The binding energy (Eb) is determined by:

$${E}_{{{\rm{b}}}}={E}_{{{\rm{AB}}}}-{E}_{{{\rm{A}}}}-{E}_{{{\rm{B}}}}$$
(6)

where EAB stands for the total energy of the adsorption structure involving the entire metal solvation, EA refers to the energy of metal-solvated structures within an empty crystal, and EB indicates the energy of the substrate.

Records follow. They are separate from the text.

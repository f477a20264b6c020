//! Market data source trait and structured error types.
//!
//! The trait abstracts over wherever price and fx history comes from so the
//! simulation can be fed from files, a database or test fixtures.

use std::collections::BTreeMap;

use chrono::NaiveDate;
use serde::{Deserialize, Serialize};
use thiserror::Error;

use crate::domain::{Bar, FxRate, Instrument, InstrumentId};

#[derive(Debug, Error)]
pub enum DataError {
    #[error("no price data for {symbol}")]
    SymbolNotFound { symbol: String },

    #[error("no fx rate series for {currency}")]
    NoFxSeries { currency: String },

    #[error("validation error: {0}")]
    ValidationError(String),

    #[error("data error: {0}")]
    Other(String),
}

/// Source of daily price bars and fx rates.
pub trait MarketDataSource: Send + Sync {
    /// Human-readable name of this source.
    fn name(&self) -> &str;

    /// Ordered bars for `instrument` between `from` and `to` inclusive.
    fn get_data(
        &self,
        instrument: &Instrument,
        from: NaiveDate,
        to: NaiveDate,
    ) -> Result<Vec<Bar>, DataError>;

    /// Ordered conversion rates from `currency` to the base currency.
    fn get_fx_rate_series(&self, currency: &str) -> Result<Vec<FxRate>, DataError>;
}

/// Market data held in memory, typically deserialized from a JSON file.
#[derive(Debug, Clone, Default, Serialize, Deserialize)]
pub struct InMemoryDataSource {
    #[serde(default)]
    pub prices: BTreeMap<InstrumentId, Vec<Bar>>,
    #[serde(default)]
    pub fx_rates: BTreeMap<String, Vec<FxRate>>,
}

impl InMemoryDataSource {
    pub fn new() -> Self {
        Self::default()
    }

    pub fn with_prices(mut self, instrument: InstrumentId, bars: Vec<Bar>) -> Self {
        self.prices.insert(instrument, bars);
        self
    }

    pub fn with_fx(mut self, currency: impl Into<String>, rates: Vec<FxRate>) -> Self {
        self.fx_rates.insert(currency.into(), rates);
        self
    }
}

impl MarketDataSource for InMemoryDataSource {
    fn name(&self) -> &str {
        "in-memory"
    }

    fn get_data(
        &self,
        instrument: &Instrument,
        from: NaiveDate,
        to: NaiveDate,
    ) -> Result<Vec<Bar>, DataError> {
        let bars = self
            .prices
            .get(&instrument.id)
            .ok_or_else(|| DataError::SymbolNotFound {
                symbol: instrument.symbol.clone(),
            })?;
        if let Some(bad) = bars.iter().find(|b| b.is_void()) {
            return Err(DataError::ValidationError(format!(
                "{} has a void bar on {}",
                instrument.symbol, bad.date
            )));
        }
        Ok(bars
            .iter()
            .filter(|b| b.date >= from && b.date <= to)
            .cloned()
            .collect())
    }

    fn get_fx_rate_series(&self, currency: &str) -> Result<Vec<FxRate>, DataError> {
        self.fx_rates
            .get(currency)
            .cloned()
            .ok_or_else(|| DataError::NoFxSeries {
                currency: currency.to_string(),
            })
    }
}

The free energies of adsorbates at 298.15 K were estimated according to the harmonic approximation. The entropy was determined by applying the following equation:

$${{\rm{S}}}({{\rm{T}}})={k}_{\rm{B}}\sum _{{\mbox{i}}}^{{{\rm{harm}}}\, {{\rm{DOF}}}}\left[\frac{{\varepsilon }_{{{\rm{i}}}}}{{{\mbox{k}}}_{{\mbox{B}}}{\mbox{T}}\left({{\mbox{e}}}^{{\varepsilon }_{{{\rm{i}}}}/{{\mbox{k}}}_{{\mbox{B}}}{\mbox{T}}}-1\right)}-{\mathrm{ln}}\left(1-{{\mbox{e}}}^{{-\varepsilon }_{{{\rm{i}}}}/{{\mbox{k}}}_{{\mbox{B}}}{\mbox{T}}}\right)\right]$$
(7)

where kB is Boltzmann’s constant; DOF is the number of harmonic energies (εi) considered in the summation. The free energies of gas phase species are adjusted as follows:

$${{\rm{G}}}_{{\rm{g}}}({{\rm{T}}})={E}_{{{\rm{elec}}}}+{E}_{{{\rm{ZPE}}}}+\int {{\mbox{C}}}_{{\mbox{P}}} \, {{{\rm{dt}}}}-{{\rm{TS}}}({{\rm{T}}})$$
(8)

Where Cp is the specific heat capacity of a gas. The parameters are acquired from the NIST database (https://doi.org/10.18434/T4D303). We employed 0.035 bar of gas-phase water as the benchmark reference state for water due to its equilibrium with liquid water at 300 K under this specific pressure condition66,67.

Ab initio molecular dynamics (AIMD) simulation

AIMD simulations based on geometrically optimized structures were conducted at 298.15 K with a time step of 1 fs. The Nose-Hoover thermostat was employed to maintain a constant temperature. Following continuous 10 ps AIMD simulations, thermodynamically stable states were achieved.